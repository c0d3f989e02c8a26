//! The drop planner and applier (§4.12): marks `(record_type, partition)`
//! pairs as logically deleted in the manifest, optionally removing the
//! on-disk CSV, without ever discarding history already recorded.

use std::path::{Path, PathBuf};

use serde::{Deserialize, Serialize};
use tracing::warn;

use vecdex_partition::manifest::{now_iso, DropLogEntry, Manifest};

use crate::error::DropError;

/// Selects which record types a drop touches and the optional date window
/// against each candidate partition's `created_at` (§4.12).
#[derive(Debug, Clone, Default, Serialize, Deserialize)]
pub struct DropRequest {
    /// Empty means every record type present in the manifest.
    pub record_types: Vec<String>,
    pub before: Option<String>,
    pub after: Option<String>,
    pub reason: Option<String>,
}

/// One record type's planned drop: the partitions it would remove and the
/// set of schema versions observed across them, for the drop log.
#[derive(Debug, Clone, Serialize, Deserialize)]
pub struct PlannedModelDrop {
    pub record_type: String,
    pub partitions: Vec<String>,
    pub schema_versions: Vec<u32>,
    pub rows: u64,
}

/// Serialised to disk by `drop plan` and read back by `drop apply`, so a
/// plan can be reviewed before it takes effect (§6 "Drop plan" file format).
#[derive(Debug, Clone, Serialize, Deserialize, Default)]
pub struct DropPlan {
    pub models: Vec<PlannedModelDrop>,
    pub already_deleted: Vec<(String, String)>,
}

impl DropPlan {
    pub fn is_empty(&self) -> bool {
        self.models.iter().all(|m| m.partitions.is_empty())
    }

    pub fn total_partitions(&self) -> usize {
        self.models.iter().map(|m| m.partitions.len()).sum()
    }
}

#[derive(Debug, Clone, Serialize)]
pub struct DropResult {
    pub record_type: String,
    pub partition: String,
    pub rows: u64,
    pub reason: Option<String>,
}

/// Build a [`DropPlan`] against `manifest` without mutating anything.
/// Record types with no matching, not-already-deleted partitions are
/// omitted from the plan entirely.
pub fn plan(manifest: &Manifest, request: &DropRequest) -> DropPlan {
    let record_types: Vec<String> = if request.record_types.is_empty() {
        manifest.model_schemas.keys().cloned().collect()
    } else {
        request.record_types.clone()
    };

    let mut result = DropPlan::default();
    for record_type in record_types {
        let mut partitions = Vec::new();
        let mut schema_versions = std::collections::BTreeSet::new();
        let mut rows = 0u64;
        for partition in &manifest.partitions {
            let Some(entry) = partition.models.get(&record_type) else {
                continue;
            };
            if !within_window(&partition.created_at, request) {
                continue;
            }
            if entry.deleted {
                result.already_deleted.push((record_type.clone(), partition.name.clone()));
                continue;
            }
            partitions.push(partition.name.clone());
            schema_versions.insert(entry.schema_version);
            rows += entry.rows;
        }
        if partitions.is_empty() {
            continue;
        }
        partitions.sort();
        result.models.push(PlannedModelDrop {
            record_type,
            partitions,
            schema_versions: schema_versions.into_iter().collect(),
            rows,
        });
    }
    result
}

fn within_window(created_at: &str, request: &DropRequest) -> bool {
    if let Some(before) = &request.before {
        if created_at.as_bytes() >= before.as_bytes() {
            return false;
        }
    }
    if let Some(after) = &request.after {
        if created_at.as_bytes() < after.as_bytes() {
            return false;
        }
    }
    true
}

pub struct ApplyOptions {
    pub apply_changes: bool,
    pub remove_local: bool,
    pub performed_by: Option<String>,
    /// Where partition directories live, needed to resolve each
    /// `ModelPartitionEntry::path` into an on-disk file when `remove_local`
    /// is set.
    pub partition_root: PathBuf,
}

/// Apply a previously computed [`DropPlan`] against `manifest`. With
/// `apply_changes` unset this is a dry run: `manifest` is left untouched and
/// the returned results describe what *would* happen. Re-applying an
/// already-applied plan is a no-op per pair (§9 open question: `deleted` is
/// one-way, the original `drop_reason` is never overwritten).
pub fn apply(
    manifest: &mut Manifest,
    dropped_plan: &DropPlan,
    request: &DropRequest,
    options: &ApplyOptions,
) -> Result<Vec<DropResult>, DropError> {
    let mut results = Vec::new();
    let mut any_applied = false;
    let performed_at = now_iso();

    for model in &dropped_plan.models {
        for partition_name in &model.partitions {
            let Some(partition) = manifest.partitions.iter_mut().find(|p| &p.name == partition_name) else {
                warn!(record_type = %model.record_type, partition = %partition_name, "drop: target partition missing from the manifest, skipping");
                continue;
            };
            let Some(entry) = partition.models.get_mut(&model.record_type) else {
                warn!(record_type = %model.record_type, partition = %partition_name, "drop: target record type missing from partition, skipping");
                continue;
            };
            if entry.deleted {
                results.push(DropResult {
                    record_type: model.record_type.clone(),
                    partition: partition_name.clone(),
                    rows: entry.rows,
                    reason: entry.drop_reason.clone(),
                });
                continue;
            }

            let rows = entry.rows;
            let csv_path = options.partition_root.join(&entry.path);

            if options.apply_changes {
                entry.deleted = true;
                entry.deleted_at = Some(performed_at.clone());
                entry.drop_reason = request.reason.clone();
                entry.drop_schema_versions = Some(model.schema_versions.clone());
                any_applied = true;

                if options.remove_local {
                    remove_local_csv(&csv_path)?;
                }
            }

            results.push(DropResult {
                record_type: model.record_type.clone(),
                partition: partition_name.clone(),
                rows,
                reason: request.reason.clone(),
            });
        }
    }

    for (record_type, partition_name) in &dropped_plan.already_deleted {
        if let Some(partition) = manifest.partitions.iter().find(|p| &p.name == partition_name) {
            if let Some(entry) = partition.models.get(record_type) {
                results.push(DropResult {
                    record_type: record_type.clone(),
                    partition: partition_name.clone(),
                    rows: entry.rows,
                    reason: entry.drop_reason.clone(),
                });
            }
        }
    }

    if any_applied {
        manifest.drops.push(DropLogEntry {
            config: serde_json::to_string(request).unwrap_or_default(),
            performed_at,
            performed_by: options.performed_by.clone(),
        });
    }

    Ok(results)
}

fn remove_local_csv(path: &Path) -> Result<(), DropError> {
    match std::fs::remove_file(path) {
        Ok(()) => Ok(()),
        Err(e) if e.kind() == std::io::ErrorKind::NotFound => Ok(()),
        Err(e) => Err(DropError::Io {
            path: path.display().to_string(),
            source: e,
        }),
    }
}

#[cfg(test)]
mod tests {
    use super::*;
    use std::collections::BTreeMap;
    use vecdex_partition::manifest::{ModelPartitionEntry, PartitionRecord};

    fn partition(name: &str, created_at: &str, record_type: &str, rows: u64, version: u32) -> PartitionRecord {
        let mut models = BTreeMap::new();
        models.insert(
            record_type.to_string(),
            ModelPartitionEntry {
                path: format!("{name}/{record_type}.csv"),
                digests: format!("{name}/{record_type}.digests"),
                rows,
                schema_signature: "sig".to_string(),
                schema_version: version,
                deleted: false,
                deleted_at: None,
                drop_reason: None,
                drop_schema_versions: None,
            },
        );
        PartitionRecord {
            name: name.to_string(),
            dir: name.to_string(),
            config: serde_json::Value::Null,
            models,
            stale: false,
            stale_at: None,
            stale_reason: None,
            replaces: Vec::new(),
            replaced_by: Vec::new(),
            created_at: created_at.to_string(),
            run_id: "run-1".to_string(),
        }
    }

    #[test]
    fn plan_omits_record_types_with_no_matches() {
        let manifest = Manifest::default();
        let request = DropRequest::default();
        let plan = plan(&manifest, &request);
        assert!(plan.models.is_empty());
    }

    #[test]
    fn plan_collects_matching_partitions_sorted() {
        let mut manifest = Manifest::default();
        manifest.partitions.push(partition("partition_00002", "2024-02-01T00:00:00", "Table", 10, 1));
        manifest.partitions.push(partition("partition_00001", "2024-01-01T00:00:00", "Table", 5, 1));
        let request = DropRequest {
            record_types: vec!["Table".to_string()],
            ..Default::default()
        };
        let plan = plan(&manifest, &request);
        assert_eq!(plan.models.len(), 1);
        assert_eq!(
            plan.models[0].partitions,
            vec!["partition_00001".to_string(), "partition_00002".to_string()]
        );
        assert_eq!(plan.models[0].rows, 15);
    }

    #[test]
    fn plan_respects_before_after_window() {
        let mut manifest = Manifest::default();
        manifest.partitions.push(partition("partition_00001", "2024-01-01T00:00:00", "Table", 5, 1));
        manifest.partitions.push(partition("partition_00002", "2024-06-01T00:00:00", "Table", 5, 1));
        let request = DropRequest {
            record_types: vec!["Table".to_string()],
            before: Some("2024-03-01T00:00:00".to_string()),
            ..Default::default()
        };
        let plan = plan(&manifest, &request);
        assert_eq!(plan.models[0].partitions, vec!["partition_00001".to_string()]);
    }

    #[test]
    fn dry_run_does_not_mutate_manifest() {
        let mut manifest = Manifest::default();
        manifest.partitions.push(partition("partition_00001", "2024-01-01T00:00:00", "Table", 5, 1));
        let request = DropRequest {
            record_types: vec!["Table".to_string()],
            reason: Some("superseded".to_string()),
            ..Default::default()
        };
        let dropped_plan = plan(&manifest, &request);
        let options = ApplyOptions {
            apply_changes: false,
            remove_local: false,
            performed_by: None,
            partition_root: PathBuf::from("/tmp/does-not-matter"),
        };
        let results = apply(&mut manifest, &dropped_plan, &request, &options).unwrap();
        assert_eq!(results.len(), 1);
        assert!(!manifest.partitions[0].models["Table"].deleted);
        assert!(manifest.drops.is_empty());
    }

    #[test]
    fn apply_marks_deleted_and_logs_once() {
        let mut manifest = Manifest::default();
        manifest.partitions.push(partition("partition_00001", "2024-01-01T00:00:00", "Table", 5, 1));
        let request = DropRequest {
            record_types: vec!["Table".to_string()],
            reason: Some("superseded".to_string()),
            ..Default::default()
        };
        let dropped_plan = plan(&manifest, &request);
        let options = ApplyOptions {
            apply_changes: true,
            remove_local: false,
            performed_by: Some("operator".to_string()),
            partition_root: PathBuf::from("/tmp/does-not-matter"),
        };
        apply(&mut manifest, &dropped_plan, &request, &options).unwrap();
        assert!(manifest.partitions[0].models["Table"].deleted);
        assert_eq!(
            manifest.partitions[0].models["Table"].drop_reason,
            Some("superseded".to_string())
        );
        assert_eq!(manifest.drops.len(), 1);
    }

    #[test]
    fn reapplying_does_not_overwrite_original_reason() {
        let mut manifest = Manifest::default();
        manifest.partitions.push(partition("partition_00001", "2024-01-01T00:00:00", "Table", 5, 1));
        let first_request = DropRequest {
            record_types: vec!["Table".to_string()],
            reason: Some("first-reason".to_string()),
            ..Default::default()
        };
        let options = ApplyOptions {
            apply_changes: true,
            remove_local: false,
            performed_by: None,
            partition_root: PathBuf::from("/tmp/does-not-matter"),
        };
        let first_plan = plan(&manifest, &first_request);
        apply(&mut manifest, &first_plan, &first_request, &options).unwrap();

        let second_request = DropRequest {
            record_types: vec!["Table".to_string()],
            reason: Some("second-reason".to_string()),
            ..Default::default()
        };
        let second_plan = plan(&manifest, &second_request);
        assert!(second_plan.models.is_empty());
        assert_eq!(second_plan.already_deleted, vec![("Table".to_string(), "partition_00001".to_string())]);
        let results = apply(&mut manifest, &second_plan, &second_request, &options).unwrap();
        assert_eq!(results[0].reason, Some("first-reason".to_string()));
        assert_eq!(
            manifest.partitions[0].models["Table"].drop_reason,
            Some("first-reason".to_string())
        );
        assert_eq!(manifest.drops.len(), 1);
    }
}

• • • • •

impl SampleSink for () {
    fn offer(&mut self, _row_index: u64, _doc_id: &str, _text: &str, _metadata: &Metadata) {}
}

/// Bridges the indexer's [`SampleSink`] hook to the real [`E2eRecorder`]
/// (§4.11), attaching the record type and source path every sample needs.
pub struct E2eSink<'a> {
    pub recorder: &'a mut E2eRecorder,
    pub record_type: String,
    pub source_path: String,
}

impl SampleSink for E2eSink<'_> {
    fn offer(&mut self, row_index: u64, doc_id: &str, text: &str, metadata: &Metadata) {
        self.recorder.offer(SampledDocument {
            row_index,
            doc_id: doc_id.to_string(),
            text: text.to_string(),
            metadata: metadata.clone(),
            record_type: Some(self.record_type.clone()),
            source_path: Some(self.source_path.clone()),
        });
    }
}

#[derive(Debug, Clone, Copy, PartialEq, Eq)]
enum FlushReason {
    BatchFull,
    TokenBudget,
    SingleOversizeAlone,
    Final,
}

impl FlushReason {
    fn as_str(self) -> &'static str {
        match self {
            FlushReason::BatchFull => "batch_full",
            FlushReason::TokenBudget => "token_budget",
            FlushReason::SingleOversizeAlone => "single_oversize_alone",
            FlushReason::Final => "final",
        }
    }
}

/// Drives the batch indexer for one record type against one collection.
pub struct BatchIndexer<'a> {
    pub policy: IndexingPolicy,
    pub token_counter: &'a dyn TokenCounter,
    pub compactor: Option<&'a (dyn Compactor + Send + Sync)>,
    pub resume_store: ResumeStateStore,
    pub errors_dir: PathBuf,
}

• • • • •

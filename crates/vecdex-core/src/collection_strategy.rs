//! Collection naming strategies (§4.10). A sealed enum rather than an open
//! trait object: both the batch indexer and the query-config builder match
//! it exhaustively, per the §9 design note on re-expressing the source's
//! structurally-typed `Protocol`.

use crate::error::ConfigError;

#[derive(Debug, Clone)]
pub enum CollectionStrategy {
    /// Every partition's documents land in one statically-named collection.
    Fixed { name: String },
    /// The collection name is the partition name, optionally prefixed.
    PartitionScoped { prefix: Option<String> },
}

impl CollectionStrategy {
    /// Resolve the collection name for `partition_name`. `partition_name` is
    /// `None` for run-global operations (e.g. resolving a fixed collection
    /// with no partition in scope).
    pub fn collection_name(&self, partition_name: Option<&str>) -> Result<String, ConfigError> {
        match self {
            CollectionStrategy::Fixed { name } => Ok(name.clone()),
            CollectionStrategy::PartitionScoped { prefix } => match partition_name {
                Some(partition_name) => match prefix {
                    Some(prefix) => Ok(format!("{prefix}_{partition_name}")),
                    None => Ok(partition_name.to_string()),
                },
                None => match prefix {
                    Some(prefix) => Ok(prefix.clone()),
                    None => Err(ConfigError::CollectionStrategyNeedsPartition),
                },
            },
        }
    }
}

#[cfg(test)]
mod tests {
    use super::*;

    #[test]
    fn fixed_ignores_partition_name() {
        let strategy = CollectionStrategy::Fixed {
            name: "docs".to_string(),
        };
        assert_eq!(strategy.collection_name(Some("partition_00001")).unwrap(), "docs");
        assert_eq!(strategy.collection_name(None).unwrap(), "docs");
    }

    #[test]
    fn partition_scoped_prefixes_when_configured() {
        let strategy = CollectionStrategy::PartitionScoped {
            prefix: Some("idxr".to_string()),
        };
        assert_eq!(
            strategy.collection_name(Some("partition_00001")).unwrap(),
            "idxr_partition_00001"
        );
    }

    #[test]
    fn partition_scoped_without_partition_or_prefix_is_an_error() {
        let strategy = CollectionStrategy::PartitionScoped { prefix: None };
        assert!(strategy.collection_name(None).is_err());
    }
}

• • • • •

Return all lines in the entries above that carry the word "format".

/// plan can be reviewed before it takes effect (§6 "Drop plan" file format).
                path: format!("{name}/{record_type}.csv"),
                digests: format!("{name}/{record_type}.digests"),
                    Some(prefix) => Ok(format!("{prefix}_{partition_name}")),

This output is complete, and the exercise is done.